Over the last 12 months, interest rate rises and inflationary pressures have continued to generate the most headlines, and their impact has extended into the wider economy, with the effects keenly felt by the consumer, businesses and asset prices. Labour shortages also continue to be a significant challenge in the post-COVID environment, with many businesses desperate to hire staff, as shown in the graph below.
Job Vacancies – Australia
These various factors have led to a significant increase in uncertainty around the earnings trajectories of many listed businesses, particularly retail and consumer discretionary stocks. Towards the end of FY23, several companies provided trading updates confirming that the current macro environment was now adversely impacting their operations in a significant manner. Such examples included retailers Universal Store Holdings (ASX: UNI), Michael Hill International (ASX: MHJ), City Chic Collective (ASX: CCX), Dusk Group (ASX: DSK) and Baby Bunting (ASX: BBN).

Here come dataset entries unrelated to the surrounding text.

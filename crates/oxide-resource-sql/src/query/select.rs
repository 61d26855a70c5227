//! SELECT statement assembly.
//!
//! Fragments are already-escaped SQL; values go through [`Params`] before
//! they reach the builder.
//!
//! [`Params`]: crate::value::Params

/// A named subquery in a `WITH` clause.
#[derive(Debug, Clone, PartialEq, Eq)]
pub struct CommonTable {
    pub name: String,
    pub query: String,
}

/// A SELECT statement builder over string fragments.
#[derive(Debug, Clone, Default)]
pub struct Select {
    with: Vec<CommonTable>,
    columns: Vec<String>,
    from: String,
    conditions: Vec<String>,
    group_by: Vec<String>,
    order_by: Vec<String>,
    limit: Option<String>,
    offset: Option<String>,
}

impl Select {
    /// Creates a SELECT over `table`.
    #[must_use]
    pub fn table(table: impl Into<String>) -> Self {
        Self {
            from: table.into(),
            ..Self::default()
        }
    }

    /// Adds a `WITH` subquery.
    #[must_use]
    pub fn with(mut self, name: impl Into<String>, query: impl Into<String>) -> Self {
        self.with.push(CommonTable {
            name: name.into(),
            query: query.into(),
        });
        self
    }

    /// Adds a projected column.
    #[must_use]
    pub fn column(mut self, column: impl Into<String>) -> Self {
        self.columns.push(column.into());
        self
    }

    /// Adds a condition; conditions are joined with `AND`.
    #[must_use]
    pub fn and_where(mut self, condition: impl Into<String>) -> Self {
        self.conditions.push(condition.into());
        self
    }

    #[must_use]
    pub fn group_by(mut self, column: impl Into<String>) -> Self {
        self.group_by.push(column.into());
        self
    }

    #[must_use]
    pub fn order_by(mut self, column: impl Into<String>) -> Self {
        self.order_by.push(column.into());
        self
    }

    /// Sets `LIMIT` to a placeholder.
    #[must_use]
    pub fn limit(mut self, placeholder: impl Into<String>) -> Self {
        self.limit = Some(placeholder.into());
        self
    }

    /// Sets `OFFSET` to a placeholder.
    #[must_use]
    pub fn offset(mut self, placeholder: impl Into<String>) -> Self {
        self.offset = Some(placeholder.into());
        self
    }

    /// Builds the SQL text. Without columns the projection is `*`.
    #[must_use]
    pub fn build(&self) -> String {
        let mut sql = String::new();

        if !self.with.is_empty() {
            let tables: Vec<String> = self
                .with
                .iter()
                .map(|t| format!("{} AS ({})", t.name, t.query))
                .collect();
            sql.push_str("WITH ");
            sql.push_str(&tables.join(", "));
            sql.push(' ');
        }

        sql.push_str("SELECT ");
        if self.columns.is_empty() {
            sql.push('*');
        } else {
            sql.push_str(&self.columns.join(", "));
        }

        sql.push_str(" FROM ");
        sql.push_str(&self.from);

        if !self.conditions.is_empty() {
            sql.push_str(" WHERE ");
            sql.push_str(&self.conditions.join(" AND "));
        }

        if !self.group_by.is_empty() {
            sql.push_str(" GROUP BY ");
            sql.push_str(&self.group_by.join(", "));
        }

        if !self.order_by.is_empty() {
            sql.push_str(" ORDER BY ");
            sql.push_str(&self.order_by.join(", "));
        }

        if let Some(ref limit) = self.limit {
            sql.push_str(" LIMIT ");
            sql.push_str(limit);
        }

        if let Some(ref offset) = self.offset {
            sql.push_str(" OFFSET ");
            sql.push_str(offset);
        }

        sql
    }
}

#[cfg(test)]
mod tests {
    use super::*;

    #[test]
    fn test_simple_select() {
        assert_eq!(Select::table("cat").build(), "SELECT * FROM cat");
    }

    #[test]
    fn test_select_all_clauses() {
        let sql = Select::table("person")
            .with("v", "SELECT 1 AS host_id")
            .column("person.*")
            .column("count(*) OVER () AS meta_total_count")
            .and_where("person.id > 0")
            .and_where("(person.active)")
            .order_by("person.id")
            .limit("$1")
            .offset("$2")
            .build();
        assert_eq!(
            sql,
            "WITH v AS (SELECT 1 AS host_id) \
             SELECT person.*, count(*) OVER () AS meta_total_count FROM person \
             WHERE person.id > 0 AND (person.active) ORDER BY person.id LIMIT $1 OFFSET $2"
        );
    }

    #[test]
    fn test_group_by() {
        let sql = Select::table("cat")
            .column("cat.owner_id")
            .group_by("cat.owner_id")
            .build();
        assert_eq!(sql, "SELECT cat.owner_id FROM cat GROUP BY cat.owner_id");
    }
}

Arguably, the investing environment we face today was last experienced more than a decade ago. During that period, interest rates offered a reasonable return, businesses with negative cash flows were not valued on revenue multiples, and economic cycles occurred. Admittedly, economic cycles can bring with them short-term pain for investors and businesses alike, but they can also bring extraordinary opportunities. The two following graphs highlight how depressed the opportunity set currently is within emerging companies. The first chart compares the price performance of small-cap industrial businesses relative to their larger peers over the past three years, highlighting that small-cap industrials have underperformed their larger peers by ~40% on a peak-to-trough analysis, or by 15% over the three-year period.
When we review the data over a longer period (in this case since, June 2001) the underperformance is significantly more pronounced, with the discount of emerging industrial businesses to their larger counterparts at its widest level, even when factoring in the global financial crisis (GFC) and tech wreck period in the early 2000s. Price movements can often be indiscriminate, but one thing the share price movements of emerging businesses taught us during both the GFC and the COVID-19 pandemic, was that investing in quality, proven, and well-funded businesses during such times has yielded fantastic returns. Another important lesson learned is that picking share price lows is a futile exercise, especially when investing in large dollar amounts, and while there may be short-term pain in some cases, we firmly believe the long-term gains will be significantly outsized for many emerging businesses.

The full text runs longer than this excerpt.